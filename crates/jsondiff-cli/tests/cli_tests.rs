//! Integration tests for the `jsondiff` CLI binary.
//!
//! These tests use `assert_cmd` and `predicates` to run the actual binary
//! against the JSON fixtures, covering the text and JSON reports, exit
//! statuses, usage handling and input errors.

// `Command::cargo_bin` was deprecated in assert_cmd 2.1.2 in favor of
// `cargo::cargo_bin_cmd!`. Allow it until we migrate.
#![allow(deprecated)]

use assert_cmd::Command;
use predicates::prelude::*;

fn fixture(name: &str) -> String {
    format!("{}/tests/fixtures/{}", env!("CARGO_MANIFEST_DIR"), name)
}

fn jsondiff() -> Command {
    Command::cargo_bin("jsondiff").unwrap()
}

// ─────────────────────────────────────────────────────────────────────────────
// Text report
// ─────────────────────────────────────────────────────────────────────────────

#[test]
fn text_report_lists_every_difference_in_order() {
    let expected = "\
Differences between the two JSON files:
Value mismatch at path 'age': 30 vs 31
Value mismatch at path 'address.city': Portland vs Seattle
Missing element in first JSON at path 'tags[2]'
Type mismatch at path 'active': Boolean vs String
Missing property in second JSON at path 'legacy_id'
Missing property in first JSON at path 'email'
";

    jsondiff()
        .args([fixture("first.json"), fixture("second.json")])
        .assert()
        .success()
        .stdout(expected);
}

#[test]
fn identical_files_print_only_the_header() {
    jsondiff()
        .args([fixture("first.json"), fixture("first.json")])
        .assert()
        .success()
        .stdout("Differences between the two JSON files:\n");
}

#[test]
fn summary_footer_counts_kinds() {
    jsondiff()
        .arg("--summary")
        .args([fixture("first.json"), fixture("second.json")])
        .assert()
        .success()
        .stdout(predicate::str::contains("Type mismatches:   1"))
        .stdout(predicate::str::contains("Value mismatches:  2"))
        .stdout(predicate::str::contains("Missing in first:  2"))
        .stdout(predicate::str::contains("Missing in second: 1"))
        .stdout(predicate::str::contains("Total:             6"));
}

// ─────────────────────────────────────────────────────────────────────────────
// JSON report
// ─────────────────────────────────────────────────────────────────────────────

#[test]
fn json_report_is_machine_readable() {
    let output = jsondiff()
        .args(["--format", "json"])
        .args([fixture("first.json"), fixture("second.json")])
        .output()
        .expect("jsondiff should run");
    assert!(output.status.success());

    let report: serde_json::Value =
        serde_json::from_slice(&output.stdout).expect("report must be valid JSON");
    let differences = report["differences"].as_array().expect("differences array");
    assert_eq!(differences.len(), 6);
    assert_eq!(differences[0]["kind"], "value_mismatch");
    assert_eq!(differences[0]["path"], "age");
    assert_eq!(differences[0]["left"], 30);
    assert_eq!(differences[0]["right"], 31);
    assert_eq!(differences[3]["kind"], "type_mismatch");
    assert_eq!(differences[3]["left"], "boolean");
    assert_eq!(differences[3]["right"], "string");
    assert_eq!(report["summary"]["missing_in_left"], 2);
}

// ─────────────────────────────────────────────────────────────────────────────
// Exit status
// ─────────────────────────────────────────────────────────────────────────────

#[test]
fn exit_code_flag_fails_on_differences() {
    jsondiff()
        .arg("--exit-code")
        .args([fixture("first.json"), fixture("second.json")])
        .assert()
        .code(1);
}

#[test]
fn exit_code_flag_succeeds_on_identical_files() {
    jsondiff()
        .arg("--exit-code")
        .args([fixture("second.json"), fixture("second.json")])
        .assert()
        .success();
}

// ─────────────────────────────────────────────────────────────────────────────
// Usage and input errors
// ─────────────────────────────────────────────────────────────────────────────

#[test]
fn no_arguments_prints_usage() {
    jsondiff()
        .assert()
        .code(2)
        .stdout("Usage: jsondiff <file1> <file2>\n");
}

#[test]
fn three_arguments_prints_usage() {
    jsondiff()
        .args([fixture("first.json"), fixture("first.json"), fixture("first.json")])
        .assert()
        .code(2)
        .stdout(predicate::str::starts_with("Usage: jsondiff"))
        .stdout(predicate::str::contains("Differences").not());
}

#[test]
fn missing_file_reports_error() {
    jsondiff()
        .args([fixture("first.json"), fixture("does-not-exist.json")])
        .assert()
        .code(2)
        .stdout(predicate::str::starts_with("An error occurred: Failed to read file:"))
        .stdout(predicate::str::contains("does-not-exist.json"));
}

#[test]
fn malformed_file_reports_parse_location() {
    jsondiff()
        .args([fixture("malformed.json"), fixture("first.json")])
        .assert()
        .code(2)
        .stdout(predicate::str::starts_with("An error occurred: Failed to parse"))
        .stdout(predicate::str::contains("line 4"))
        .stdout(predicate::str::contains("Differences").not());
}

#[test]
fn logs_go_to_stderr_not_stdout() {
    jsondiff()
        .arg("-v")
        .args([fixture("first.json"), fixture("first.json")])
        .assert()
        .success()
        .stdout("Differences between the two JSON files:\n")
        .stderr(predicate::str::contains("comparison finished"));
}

----

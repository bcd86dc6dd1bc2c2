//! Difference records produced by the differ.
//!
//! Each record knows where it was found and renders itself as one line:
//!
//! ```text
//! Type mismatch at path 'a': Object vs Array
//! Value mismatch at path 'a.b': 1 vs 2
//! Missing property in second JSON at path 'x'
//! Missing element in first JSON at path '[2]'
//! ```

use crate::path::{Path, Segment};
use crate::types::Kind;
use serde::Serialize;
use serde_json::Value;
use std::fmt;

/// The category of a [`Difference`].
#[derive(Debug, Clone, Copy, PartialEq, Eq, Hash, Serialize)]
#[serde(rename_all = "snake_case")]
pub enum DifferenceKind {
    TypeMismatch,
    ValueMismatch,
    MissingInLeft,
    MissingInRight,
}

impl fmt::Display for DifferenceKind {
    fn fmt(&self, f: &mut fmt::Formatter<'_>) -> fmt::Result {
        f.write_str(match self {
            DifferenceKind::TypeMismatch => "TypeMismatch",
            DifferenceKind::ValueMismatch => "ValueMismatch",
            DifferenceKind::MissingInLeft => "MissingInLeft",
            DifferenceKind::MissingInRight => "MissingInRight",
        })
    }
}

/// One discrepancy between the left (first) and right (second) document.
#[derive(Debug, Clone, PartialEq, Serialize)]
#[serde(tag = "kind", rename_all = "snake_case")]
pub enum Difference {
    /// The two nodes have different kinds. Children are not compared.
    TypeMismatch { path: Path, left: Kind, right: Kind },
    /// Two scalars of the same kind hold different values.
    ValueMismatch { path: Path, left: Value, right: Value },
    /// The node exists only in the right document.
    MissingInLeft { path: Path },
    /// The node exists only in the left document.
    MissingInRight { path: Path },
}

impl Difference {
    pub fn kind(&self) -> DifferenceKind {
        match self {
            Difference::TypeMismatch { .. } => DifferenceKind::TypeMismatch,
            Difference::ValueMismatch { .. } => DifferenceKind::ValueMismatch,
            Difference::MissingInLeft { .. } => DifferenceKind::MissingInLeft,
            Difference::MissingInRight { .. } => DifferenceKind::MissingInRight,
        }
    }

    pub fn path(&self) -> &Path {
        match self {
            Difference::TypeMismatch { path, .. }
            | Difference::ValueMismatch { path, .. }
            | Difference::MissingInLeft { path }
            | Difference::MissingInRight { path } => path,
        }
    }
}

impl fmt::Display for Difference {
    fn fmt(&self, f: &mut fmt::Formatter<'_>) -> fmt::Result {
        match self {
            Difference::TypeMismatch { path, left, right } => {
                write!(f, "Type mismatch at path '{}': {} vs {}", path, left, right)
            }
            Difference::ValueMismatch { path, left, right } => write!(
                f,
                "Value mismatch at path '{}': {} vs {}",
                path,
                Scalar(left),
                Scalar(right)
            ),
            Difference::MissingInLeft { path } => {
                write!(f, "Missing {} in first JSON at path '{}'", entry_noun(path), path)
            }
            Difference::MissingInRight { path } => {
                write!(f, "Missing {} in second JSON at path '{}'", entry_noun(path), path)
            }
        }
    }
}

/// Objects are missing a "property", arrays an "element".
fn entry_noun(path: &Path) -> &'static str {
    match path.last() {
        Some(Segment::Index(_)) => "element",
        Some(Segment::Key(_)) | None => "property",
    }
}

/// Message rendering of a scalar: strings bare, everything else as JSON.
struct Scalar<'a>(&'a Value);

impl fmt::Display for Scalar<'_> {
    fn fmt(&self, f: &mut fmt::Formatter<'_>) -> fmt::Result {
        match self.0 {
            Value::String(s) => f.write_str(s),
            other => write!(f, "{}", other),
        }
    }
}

----

__WHAT IS NEEDED__
Copy all lines of the records in which the string "MissingInLeft" can be found.

__THE ANSWER__
    MissingInLeft,
            DifferenceKind::MissingInLeft => "MissingInLeft",
    MissingInLeft { path: Path },
            Difference::MissingInLeft { .. } => DifferenceKind::MissingInLeft,
            | Difference::MissingInLeft { path }
            Difference::MissingInLeft { path } => {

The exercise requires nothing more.